Records excerpted from a collection
⁂

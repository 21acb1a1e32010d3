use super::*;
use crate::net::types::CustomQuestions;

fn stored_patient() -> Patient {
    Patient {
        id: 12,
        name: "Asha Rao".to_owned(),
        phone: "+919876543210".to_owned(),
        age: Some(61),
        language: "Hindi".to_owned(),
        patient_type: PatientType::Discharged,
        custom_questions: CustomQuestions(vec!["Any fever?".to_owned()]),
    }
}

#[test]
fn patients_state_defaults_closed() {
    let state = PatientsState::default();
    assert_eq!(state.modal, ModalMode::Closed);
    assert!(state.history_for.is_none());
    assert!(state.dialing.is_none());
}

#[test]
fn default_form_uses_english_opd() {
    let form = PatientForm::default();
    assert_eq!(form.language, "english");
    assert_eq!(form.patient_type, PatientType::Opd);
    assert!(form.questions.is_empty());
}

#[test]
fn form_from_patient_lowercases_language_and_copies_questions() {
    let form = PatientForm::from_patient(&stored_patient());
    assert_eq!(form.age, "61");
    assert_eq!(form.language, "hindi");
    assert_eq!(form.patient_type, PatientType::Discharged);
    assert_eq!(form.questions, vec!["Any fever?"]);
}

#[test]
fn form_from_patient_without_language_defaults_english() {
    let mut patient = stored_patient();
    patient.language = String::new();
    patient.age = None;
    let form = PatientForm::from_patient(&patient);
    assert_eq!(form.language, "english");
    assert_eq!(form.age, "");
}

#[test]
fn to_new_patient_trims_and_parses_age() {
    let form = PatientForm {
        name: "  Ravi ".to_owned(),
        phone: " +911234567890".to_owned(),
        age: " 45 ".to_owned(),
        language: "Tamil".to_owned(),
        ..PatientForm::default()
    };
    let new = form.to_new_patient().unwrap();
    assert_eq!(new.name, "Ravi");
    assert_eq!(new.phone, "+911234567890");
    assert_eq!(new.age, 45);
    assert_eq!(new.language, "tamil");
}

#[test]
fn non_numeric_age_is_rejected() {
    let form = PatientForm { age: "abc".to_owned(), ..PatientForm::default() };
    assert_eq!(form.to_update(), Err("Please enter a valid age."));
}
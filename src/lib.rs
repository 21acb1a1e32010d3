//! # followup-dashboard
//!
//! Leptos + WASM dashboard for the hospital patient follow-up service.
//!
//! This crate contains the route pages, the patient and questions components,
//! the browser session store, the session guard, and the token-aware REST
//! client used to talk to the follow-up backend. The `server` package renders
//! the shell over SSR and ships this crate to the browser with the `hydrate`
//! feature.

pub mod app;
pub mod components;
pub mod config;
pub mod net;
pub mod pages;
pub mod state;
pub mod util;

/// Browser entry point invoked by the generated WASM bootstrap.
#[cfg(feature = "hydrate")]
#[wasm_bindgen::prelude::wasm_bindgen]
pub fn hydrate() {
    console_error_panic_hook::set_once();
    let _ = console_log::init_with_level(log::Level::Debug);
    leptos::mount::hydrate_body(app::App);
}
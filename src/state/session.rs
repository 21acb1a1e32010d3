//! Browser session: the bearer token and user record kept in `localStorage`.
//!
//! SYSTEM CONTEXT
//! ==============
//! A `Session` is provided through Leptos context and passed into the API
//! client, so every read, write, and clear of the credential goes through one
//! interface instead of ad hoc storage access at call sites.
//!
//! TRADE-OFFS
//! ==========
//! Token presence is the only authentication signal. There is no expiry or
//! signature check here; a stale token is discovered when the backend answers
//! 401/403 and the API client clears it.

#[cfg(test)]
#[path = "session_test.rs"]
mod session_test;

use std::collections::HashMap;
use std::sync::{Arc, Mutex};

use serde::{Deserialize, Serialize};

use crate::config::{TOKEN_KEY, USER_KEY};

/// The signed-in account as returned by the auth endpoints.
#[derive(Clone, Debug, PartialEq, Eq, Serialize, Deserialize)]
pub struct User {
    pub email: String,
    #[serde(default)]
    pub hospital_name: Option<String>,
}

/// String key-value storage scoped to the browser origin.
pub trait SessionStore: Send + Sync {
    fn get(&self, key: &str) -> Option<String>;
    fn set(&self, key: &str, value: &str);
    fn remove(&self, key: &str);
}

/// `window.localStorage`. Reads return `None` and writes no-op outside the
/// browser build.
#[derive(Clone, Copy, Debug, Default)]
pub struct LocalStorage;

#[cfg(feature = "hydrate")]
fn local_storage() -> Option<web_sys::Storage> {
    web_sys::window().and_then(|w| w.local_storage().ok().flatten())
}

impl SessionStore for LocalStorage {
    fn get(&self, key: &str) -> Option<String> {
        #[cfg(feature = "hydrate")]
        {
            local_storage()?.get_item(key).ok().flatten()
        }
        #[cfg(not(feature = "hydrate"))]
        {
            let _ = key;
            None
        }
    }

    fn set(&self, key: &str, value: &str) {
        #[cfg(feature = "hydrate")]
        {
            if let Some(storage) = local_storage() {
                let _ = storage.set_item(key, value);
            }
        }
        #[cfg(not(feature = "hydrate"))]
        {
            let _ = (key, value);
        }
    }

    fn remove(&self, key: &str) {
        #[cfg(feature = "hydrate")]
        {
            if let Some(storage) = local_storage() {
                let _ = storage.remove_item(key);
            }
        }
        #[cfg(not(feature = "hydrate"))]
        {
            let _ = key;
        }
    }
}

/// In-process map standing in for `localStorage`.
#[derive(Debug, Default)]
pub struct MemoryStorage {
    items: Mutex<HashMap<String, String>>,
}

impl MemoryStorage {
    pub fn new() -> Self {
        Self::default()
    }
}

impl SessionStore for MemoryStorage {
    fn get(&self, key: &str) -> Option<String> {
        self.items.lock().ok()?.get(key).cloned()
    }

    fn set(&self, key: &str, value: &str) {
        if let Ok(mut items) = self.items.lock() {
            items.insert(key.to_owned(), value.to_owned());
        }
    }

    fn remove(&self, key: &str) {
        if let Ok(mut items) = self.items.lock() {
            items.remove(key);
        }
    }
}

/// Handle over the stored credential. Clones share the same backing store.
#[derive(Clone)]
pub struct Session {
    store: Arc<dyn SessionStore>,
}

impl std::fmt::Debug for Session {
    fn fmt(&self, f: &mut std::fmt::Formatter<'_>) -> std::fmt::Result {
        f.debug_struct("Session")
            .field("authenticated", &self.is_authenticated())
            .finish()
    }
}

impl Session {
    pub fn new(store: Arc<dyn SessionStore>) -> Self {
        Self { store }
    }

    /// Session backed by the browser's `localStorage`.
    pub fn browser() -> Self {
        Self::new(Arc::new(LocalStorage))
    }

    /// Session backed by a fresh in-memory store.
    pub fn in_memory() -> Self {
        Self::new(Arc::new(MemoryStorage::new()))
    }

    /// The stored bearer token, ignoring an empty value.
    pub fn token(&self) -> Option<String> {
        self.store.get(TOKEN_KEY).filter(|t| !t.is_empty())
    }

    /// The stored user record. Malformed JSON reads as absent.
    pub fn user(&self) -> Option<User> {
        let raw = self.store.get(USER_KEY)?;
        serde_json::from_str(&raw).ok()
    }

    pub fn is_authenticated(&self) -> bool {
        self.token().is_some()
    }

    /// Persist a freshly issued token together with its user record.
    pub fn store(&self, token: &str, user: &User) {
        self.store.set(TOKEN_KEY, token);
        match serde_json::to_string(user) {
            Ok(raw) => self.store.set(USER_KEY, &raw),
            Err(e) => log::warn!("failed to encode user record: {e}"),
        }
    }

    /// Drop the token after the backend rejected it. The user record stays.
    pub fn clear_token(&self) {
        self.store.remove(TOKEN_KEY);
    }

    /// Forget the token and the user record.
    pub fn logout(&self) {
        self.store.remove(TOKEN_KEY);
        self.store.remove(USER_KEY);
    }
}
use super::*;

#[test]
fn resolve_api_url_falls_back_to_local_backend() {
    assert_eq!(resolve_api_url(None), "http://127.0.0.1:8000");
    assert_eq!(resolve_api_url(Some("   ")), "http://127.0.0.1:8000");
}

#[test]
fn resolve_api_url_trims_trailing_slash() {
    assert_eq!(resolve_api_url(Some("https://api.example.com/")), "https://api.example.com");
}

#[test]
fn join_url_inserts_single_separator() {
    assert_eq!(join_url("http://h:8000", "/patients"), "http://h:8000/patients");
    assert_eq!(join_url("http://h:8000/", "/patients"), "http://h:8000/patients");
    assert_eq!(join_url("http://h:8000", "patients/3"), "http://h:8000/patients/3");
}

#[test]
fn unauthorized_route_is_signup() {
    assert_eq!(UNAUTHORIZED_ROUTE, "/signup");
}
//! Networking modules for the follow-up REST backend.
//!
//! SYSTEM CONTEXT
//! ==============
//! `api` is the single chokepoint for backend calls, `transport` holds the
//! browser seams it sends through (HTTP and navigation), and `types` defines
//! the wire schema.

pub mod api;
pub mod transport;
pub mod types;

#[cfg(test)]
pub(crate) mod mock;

⁂

_PROMPT_.
A verbatim transcription is needed of the lines above, starting at the line with "let _ = console_log::init_with_level(log::Level::Debug);" and ending at the line with "into the API", both included, and of nothing else.

_WRITTEN RESPONSE_.
    let _ = console_log::init_with_level(log::Level::Debug);
    leptos::mount::hydrate_body(app::App);
}
filename src/state/session.rs
repository 21acb1a1e32010d3
//! Browser session: the bearer token and user record kept in `localStorage`.
//!
//! SYSTEM CONTEXT
//! ==============
//! A `Session` is provided through Leptos context and passed into the API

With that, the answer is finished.